Former U.S. Rep. Allen West (R-FL) is weighing in on remarks made by President Obama about Trayvon Martin's death. And he's not impressed.
Obama said Martin could have been him 35 years ago, and that African-Americans view the case "through a set of experiences and a history that doesn't go away."
West was turned off by Obama attempting to insert himself into the case:
"I believe it comes back to being a respectful young man and maybe that's something that was missing out of President Obama and Trayvon Martin's life."
"But to try to [make this] a personal experience is just absolutely horrific."
Obama said there are "few African American men in this country who haven't had the experience of being followed when they were shopping in a department store."
"That includes me. There are very few African American men who haven't had the experience of walking across the street and hearing the locks click on the doors of cars."
West says he has never experienced the stereotypes Obama described.
"I don’t recall being followed in malls or shopping centers," he said.
"I don’t recall car doors clicking locked when I walk across the street, And I definitely have not had women clutching their purses when I got on the elevator."

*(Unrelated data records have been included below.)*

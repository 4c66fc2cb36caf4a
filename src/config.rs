use serde::{Deserialize, Serialize};
use std::path::PathBuf;
use std::time::Duration;

use chefgenie_core::generation::{DEFAULT_BASE_URL, DEFAULT_MODEL};
use chefgenie_core::sync::DEFAULT_POLL_INTERVAL;

const DEFAULT_DEBOUNCE_MS: u64 = 2000;

/// Source of a configuration value
#[derive(Debug, Clone, PartialEq, Serialize)]
#[serde(rename_all = "lowercase")]
pub enum ConfigSource {
    Default,
    File,
    Environment,
}

impl std::fmt::Display for ConfigSource {
    fn fmt(&self, f: &mut std::fmt::Formatter<'_>) -> std::fmt::Result {
        match self {
            ConfigSource::Default => write!(f, "default"),
            ConfigSource::File => write!(f, "file"),
            ConfigSource::Environment => write!(f, "environment"),
        }
    }
}

/// A configuration value with its source
#[derive(Debug, Clone, Serialize)]
pub struct ConfigValue<T> {
    pub value: T,
    pub source: ConfigSource,
}

impl<T> ConfigValue<T> {
    pub fn new(value: T, source: ConfigSource) -> Self {
        Self { value, source }
    }
}

/// Recipe generation settings
#[derive(Debug, Clone, Serialize, Deserialize, Default)]
pub struct GenerationConfig {
    /// Gemini API key
    #[serde(skip_serializing)]
    pub api_key: Option<String>,
    /// Model name (default: gemini-3-flash-preview)
    pub model: Option<String>,
    /// API base URL, for proxies and tests
    pub base_url: Option<String>,
}

impl GenerationConfig {
    pub fn model(&self) -> &str {
        self.model.as_deref().unwrap_or(DEFAULT_MODEL)
    }

    pub fn base_url(&self) -> &str {
        self.base_url.as_deref().unwrap_or(DEFAULT_BASE_URL)
    }
}

/// Household sync settings
#[derive(Debug, Clone, Serialize, Deserialize, Default)]
pub struct SyncConfig {
    /// Firebase project holding the `households` collection
    pub project_id: Option<String>,
    /// Firebase web API key
    #[serde(skip_serializing)]
    pub api_key: Option<String>,
    /// Quiet period before a local change is pushed (default: 2000)
    pub debounce_ms: Option<u64>,
    /// How often to poll for remote changes (default: 5)
    pub poll_interval_secs: Option<u64>,
}

impl SyncConfig {
    /// Returns true if a Firestore project is configured
    pub fn is_configured(&self) -> bool {
        self.project_id.is_some()
    }

    pub fn debounce(&self) -> Duration {
        Duration::from_millis(self.debounce_ms.unwrap_or(DEFAULT_DEBOUNCE_MS))
    }

    pub fn poll_interval(&self) -> Duration {
        self.poll_interval_secs
            .map(Duration::from_secs)
            .unwrap_or(DEFAULT_POLL_INTERVAL)
    }
}

/// Application configuration with source tracking
#[derive(Debug, Clone, Serialize)]
pub struct Config {
    /// Directory holding history.json and sync_code
    pub data_dir: ConfigValue<PathBuf>,
    /// Config file path used (if any)
    #[serde(skip_serializing_if = "Option::is_none")]
    pub config_file: Option<PathBuf>,
    pub generation: GenerationConfig,
    pub sync: SyncConfig,
}

/// Internal struct for deserializing config file
#[derive(Debug, Deserialize, Default)]
#[serde(default)]
struct ConfigFile {
    data_dir: Option<PathBuf>,
    generation: Option<GenerationConfig>,
    sync: Option<SyncConfig>,
}

impl Config {
    /// Load configuration with priority: env vars > config file > defaults
    pub fn load(config_path: Option<PathBuf>) -> Result<Self, ConfigError> {
        let mut data_dir = ConfigValue::new(Self::default_data_dir(), ConfigSource::Default);
        let mut config_file = None;
        let mut generation = GenerationConfig::default();
        let mut sync = SyncConfig::default();

        let path = config_path.unwrap_or_else(Self::default_config_path);
        if path.exists() {
            let contents = std::fs::read_to_string(&path)
                .map_err(|e| ConfigError::ReadError(path.clone(), e))?;
            let file_config: ConfigFile = serde_yaml::from_str(&contents)
                .map_err(|e| ConfigError::ParseError(path.clone(), e))?;

            config_file = Some(path.clone());

            if let Some(dir) = file_config.data_dir {
                // Resolve relative paths against config file's directory
                let resolved = if dir.is_relative() {
                    path.parent().map(|p| p.join(&dir)).unwrap_or(dir)
                } else {
                    dir
                };
                data_dir = ConfigValue::new(resolved, ConfigSource::File);
            }
            if let Some(generation_config) = file_config.generation {
                generation = generation_config;
            }
            if let Some(sync_config) = file_config.sync {
                sync = sync_config;
            }
        }

        if let Ok(dir) = std::env::var("CHEFGENIE_DATA_DIR") {
            data_dir = ConfigValue::new(PathBuf::from(dir), ConfigSource::Environment);
        }
        if let Ok(key) = std::env::var("GEMINI_API_KEY").or_else(|_| std::env::var("API_KEY")) {
            generation.api_key = Some(key);
        }
        if let Ok(model) = std::env::var("CHEFGENIE_MODEL") {
            generation.model = Some(model);
        }
        if let Ok(project) = std::env::var("FIREBASE_PROJECT_ID") {
            sync.project_id = Some(project);
        }
        if let Ok(key) = std::env::var("FIREBASE_API_KEY") {
            sync.api_key = Some(key);
        }
        if let Ok(ms) = std::env::var("CHEFGENIE_SYNC_DEBOUNCE_MS") {
            match ms.parse() {
                Ok(ms) => sync.debounce_ms = Some(ms),
                Err(_) => tracing::warn!("Ignoring invalid CHEFGENIE_SYNC_DEBOUNCE_MS '{}'", ms),
            }
        }

        Ok(Self {
            data_dir,
            config_file,
            generation,
            sync,
        })
    }

    /// Default config directory (platform-specific):
    /// - Linux: ~/.config/chefgenie/
    /// - macOS: ~/Library/Application Support/chefgenie/
    /// - Windows: %APPDATA%/chefgenie/
    pub fn default_config_dir() -> PathBuf {
        dirs::config_dir()
            .unwrap_or_else(|| PathBuf::from("."))
            .join("chefgenie")
    }

    /// Default data directory (platform-specific):
    /// - Linux: ~/.local/share/chefgenie/
    /// - macOS: ~/Library/Application Support/chefgenie/
    /// - Windows: %APPDATA%/chefgenie/
    pub fn default_data_dir() -> PathBuf {
        dirs::data_dir()
            .unwrap_or_else(|| PathBuf::from("."))
            .join("chefgenie")
    }

    pub fn default_config_path() -> PathBuf {
        Self::default_config_dir().join("config.yaml")
    }
}

#[derive(Debug)]
pub enum ConfigError {
    ReadError(PathBuf, std::io::Error),
    ParseError(PathBuf, serde_yaml::Error),
}

impl std::fmt::Display for ConfigError {
    fn fmt(&self, f: &mut std::fmt::Formatter<'_>) -> std::fmt::Result {
        match self {
            ConfigError::ReadError(path, e) => {
                write!(f, "Failed to read config file '{}': {}", path.display(), e)
            }
            ConfigError::ParseError(path, e) => {
                write!(f, "Failed to parse config file '{}': {}", path.display(), e)
            }
        }
    }
}

impl std::error::Error for ConfigError {}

In March, West railed against the police's handling of the Martin case, calling it an "outrage." He also added that race should not be brought into the matter:
"From my reading, it seems this young man was pursued and there was no probable cause to engage him, certainly not pursue and shoot him."
"Let’s all be appalled at this instance not because of race, but simply because a young American man has lost his life, seemingly, for no reason."
West retired from the military after a 22-year career and entered politics in 2008, losing his first run for U.S. Congress before winning a seat in 2010.
Last year, he lost his bid for a second term.